◆ Brief
Below are some entries. Count the lines where "FromRef" appears and state only that number.

*** Opening of Given records ***

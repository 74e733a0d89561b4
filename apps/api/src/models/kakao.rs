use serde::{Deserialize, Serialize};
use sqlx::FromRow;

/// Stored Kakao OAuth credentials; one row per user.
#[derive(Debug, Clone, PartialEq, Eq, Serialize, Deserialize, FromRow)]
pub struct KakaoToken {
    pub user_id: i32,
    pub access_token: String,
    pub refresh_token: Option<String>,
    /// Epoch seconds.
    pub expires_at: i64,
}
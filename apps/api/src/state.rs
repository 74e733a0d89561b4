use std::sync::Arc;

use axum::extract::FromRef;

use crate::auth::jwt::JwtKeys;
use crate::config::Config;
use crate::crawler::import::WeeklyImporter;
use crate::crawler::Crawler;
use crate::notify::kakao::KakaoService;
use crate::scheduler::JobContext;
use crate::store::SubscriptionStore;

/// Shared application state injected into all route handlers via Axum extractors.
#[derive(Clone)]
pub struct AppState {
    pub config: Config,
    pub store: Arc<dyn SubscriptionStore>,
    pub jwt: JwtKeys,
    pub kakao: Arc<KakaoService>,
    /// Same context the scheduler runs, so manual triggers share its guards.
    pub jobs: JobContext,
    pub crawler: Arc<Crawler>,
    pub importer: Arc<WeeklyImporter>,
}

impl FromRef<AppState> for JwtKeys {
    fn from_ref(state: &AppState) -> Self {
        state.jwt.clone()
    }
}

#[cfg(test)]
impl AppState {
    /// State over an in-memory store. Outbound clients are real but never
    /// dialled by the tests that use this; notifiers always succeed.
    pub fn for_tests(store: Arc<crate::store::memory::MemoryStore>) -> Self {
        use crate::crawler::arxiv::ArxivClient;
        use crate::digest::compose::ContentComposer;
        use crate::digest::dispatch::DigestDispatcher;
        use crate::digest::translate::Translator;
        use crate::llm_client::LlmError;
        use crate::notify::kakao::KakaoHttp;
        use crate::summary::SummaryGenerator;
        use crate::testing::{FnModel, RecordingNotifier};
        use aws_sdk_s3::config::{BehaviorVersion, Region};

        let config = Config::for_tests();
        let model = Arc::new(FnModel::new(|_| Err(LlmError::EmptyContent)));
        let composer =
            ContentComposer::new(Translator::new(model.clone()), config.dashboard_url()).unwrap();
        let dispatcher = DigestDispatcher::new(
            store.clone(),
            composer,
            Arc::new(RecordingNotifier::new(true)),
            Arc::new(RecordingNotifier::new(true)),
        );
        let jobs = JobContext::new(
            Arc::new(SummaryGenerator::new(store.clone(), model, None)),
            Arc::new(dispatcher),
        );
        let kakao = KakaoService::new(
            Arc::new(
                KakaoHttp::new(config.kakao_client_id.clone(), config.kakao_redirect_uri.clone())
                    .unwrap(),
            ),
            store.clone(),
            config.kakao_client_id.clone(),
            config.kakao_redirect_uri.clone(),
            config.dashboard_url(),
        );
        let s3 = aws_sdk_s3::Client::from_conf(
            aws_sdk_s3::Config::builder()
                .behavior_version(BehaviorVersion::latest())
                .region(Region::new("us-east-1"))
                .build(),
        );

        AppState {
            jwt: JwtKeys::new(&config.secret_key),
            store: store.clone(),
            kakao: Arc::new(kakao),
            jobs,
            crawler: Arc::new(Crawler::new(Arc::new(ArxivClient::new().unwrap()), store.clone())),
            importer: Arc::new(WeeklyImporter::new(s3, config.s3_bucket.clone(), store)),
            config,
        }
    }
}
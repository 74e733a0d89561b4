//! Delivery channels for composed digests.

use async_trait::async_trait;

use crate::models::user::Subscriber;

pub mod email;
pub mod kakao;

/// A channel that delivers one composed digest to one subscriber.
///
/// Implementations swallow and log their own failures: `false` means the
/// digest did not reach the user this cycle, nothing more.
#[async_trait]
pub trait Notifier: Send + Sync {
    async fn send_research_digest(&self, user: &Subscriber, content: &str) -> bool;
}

*** Close of Given records ***

◆ Answer space
2